Abstract

Introduction: Transcatheter aortic valve replacement (TAVR)’s on-par performance with surgical aortic valve replacement in clinical trials has led to its successful adoption in patients with high and low mortality risk. Here we evaluate if a correlation exists between comorbidity burden and in-hospital mortality (IHM) in TAVR patients and examine the factors associated with increased IHM. Methods: Using the National Inpatient Sample database, 148,315 adult patients who underwent TAVR from 2016 through 2018 were included in the study. The Elixhauser Comorbidity Index 2020 was used to identify comorbidities.
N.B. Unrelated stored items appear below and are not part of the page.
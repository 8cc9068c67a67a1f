//! The client-side search index: a JSON array with one compact record per
//! post, serialized with `serde_json`.

use crate::post::Document;
use crate::util::strip_tags;
use serde::Serialize;

/// How many characters of body text stand in for a missing description.
const SNIPPET_LENGTH: usize = 200;

/// One post in `search-index.json`. Field names are kept short because the
/// whole file is downloaded by the search box.
#[derive(Debug, PartialEq, Serialize)]
pub struct Entry<'a> {
    /// Title.
    pub t: &'a str,

    /// URL.
    pub u: &'a str,

    /// Date, `YYYY-MM-DD`.
    pub d: String,

    /// The description, or the start of the post text.
    pub s: String,

    pub tags: Vec<&'a str>,
}

impl<'a> From<&'a Document> for Entry<'a> {
    fn from(post: &'a Document) -> Entry<'a> {
        let s = match post.description.is_empty() {
            false => post.description.clone(),
            true => strip_tags(&post.html).chars().take(SNIPPET_LENGTH).collect(),
        };
        Entry {
            t: &post.title,
            u: &post.url,
            d: post.date_string(),
            s,
            tags: post.tags.iter().map(|t| t.name.as_str()).collect(),
        }
    }
}

/// Serializes the search index for `posts`.
pub fn search_index(posts: &[Document]) -> serde_json::Result<String> {
    let entries: Vec<Entry> = posts.iter().map(Entry::from).collect();
    serde_json::to_string(&entries)
}

#[cfg(test)]
mod test {
    use super::*;
    use crate::collections::test::post;
    use pretty_assertions::assert_eq;

    #[test]
    fn test_search_index() -> serde_json::Result<()> {
        let mut described = post("a", "2024-01-02", &["x", "y"]);
        described.description = "Short \"summary\"".to_owned();
        let mut long = post("b", "2024-01-01", &[]);
        long.html = format!("<p>{}</p>", "字".repeat(300));

        let json = search_index(&[described, long])?;
        let parsed: serde_json::Value = serde_json::from_str(&json)?;
        assert_eq!(parsed[0]["t"], "A");
        assert_eq!(parsed[0]["u"], "/posts/a.html");
        assert_eq!(parsed[0]["d"], "2024-01-02");
        assert_eq!(parsed[0]["s"], "Short \"summary\"");
        assert_eq!(parsed[0]["tags"], serde_json::json!(["x", "y"]));
        assert_eq!(parsed[1]["s"].as_str().map(|s| s.chars().count()), Some(200));
        Ok(())
    }

    #[test]
    fn test_empty() -> serde_json::Result<()> {
        assert_eq!(search_index(&[])?, "[]");
        Ok(())
    }
}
All comorbidities were weighted equally. Patients with <3 comorbidities were assigned to the low comorbidity group (LCG) and those with ≥3 comorbidities to the high comorbidity group (HCG). The primary outcome of interest was IHM in the HCG versus the LCG. Secondary outcomes were average length of stay (LOS) and average hospital charges. Results: The overall IHM rate in our sample was 1.52%. Unadjusted and adjusted IHM odds were not different between groups (unadjusted odds ratio=1.024, P=0.7994; adjusted odds ratio=1.022, P=0.8225). Female sex, non-elective admission for TAVR, and transapical access were found to be independent predictors of IHM when adjusted for other factors (Table). The adjusted average LOS was significantly higher in the HCG than the LCG (3.07 vs. 2.7 days, P<0.0001). The adjusted average total hospital charges billed and average actual cost of hospital services were significantly higher in the HCG than the LCG (213,507 vs 208,019 USD, P=0.0032 and 55,284 vs 54,278 USD, P=0.0078; respectively). Conclusion: In-hospital mortality in TAVR patients is not significantly correlated with comorbidity burden. Female sex and procedural characteristics like transapical access and non-electiveness are more important in determining IHM. Resource utilization is higher in the HCG than the LCG.